[RECORDS TO PROCESS]:
----

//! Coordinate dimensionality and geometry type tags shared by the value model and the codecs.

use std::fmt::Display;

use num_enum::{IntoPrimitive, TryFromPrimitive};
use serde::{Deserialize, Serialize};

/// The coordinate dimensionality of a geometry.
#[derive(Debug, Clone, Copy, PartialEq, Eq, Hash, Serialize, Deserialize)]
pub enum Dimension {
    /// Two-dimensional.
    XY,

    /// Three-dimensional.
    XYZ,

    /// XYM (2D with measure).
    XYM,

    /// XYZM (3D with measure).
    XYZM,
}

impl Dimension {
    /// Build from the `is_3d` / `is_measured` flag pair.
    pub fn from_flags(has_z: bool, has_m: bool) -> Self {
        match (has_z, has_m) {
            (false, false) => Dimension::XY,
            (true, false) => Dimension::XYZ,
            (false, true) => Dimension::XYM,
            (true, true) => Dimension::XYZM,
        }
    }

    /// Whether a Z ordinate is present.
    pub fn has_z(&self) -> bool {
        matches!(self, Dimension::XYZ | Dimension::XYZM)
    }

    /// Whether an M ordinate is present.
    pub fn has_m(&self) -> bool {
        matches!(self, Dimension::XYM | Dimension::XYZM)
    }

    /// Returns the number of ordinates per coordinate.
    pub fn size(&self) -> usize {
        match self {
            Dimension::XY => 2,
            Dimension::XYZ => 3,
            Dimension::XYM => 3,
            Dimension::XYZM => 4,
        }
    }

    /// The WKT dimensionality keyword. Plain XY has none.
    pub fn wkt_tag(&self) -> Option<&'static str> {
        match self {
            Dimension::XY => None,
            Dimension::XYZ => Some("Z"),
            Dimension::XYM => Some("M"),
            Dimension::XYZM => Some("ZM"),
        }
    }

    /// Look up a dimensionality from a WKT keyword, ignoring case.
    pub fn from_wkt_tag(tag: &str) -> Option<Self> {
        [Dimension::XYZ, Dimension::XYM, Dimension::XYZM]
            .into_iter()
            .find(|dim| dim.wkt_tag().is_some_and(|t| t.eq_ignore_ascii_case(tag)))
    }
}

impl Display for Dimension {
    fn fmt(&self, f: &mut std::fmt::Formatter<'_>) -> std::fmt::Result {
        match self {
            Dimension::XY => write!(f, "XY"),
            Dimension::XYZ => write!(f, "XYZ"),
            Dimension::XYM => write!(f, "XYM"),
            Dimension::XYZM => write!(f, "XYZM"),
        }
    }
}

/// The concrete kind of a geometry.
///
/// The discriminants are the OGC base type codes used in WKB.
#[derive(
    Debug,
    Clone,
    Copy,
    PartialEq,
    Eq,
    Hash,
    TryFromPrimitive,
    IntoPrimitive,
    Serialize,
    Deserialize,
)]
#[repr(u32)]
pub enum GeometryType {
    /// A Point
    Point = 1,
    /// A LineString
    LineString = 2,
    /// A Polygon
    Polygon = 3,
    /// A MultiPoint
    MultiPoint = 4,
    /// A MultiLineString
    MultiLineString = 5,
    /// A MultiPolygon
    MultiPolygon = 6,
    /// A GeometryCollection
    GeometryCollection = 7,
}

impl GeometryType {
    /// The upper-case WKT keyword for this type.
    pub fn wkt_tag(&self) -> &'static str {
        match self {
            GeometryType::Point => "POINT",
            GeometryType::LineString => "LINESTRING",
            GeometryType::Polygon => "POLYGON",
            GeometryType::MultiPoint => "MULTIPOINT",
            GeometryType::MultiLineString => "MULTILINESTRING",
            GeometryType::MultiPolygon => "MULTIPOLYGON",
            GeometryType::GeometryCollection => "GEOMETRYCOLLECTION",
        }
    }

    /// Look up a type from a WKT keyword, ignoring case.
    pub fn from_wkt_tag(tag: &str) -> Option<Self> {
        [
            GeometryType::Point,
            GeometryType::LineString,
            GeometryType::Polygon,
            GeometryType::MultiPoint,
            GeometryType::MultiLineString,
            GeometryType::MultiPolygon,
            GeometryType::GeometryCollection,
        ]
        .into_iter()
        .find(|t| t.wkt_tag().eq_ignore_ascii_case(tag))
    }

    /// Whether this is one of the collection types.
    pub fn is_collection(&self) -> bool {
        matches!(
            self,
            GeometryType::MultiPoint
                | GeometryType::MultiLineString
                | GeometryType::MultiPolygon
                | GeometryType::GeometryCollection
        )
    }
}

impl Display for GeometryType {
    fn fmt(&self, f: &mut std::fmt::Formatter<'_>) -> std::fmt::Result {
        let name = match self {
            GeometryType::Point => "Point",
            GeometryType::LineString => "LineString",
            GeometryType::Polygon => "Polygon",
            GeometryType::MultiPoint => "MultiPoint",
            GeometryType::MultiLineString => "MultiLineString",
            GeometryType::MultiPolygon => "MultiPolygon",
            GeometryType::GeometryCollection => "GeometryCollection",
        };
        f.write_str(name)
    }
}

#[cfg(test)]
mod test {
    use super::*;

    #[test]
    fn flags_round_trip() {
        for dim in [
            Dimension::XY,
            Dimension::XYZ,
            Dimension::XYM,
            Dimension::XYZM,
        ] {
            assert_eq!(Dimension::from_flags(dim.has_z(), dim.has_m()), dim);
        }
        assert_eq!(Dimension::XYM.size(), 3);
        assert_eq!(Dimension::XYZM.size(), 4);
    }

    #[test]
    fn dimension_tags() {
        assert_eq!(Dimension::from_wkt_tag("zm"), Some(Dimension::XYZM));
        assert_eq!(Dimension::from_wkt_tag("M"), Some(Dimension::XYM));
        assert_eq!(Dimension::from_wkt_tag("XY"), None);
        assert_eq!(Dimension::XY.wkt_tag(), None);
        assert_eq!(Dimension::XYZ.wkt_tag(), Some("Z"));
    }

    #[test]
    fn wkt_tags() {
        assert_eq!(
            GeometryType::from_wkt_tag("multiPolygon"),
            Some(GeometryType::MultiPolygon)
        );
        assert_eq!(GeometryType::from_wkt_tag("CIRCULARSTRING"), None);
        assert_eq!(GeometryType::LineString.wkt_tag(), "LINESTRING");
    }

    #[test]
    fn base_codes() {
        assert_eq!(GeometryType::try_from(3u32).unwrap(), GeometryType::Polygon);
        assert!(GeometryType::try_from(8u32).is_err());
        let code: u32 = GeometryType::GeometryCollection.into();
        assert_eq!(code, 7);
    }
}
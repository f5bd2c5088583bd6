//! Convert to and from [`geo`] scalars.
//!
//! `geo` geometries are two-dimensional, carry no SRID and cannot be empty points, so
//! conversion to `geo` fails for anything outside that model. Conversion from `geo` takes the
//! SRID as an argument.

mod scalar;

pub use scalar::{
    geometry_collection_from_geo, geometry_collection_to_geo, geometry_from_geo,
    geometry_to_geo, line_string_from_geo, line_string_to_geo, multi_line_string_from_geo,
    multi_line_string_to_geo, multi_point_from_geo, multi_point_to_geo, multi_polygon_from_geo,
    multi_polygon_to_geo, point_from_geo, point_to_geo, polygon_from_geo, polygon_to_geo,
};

----

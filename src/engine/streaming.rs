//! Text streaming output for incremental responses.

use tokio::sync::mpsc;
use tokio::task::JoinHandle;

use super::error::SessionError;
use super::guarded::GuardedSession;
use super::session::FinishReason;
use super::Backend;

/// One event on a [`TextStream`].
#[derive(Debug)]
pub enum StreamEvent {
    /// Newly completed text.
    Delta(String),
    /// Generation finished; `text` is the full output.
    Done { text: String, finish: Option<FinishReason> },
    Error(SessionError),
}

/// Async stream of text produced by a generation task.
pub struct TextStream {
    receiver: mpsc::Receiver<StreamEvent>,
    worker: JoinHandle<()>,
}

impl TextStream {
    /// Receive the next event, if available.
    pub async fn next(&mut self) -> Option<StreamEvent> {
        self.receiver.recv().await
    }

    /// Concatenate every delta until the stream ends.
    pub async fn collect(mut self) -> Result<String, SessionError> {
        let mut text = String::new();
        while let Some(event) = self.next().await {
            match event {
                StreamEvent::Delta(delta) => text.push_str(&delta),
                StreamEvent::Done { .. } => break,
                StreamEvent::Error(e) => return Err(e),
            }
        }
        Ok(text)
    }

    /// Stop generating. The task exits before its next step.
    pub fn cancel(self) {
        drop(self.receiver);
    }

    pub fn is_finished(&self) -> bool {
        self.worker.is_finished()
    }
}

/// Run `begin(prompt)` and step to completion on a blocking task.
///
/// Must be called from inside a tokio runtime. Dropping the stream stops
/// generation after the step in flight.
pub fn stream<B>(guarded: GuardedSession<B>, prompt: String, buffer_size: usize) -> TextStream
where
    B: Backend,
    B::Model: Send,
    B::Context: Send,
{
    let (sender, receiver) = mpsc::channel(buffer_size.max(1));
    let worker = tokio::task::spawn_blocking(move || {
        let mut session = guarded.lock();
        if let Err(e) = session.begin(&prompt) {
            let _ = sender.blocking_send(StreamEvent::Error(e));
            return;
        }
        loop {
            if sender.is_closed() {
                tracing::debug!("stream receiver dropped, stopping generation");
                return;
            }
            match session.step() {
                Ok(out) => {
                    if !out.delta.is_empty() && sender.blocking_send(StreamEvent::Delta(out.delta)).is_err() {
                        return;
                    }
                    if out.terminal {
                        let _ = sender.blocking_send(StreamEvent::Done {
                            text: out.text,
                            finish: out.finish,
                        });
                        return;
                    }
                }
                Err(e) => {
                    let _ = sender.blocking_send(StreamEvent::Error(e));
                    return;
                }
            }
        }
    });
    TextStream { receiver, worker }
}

----

[EXERCISE OBJECTIVE]: Every line in the data above that contains the word "prompt" should be copied.

[WRITTEN SOLUTION]:
/// Run `begin(prompt)` and step to completion on a blocking task.
pub fn stream<B>(guarded: GuardedSession<B>, prompt: String, buffer_size: usize) -> TextStream
        if let Err(e) = session.begin(&prompt) {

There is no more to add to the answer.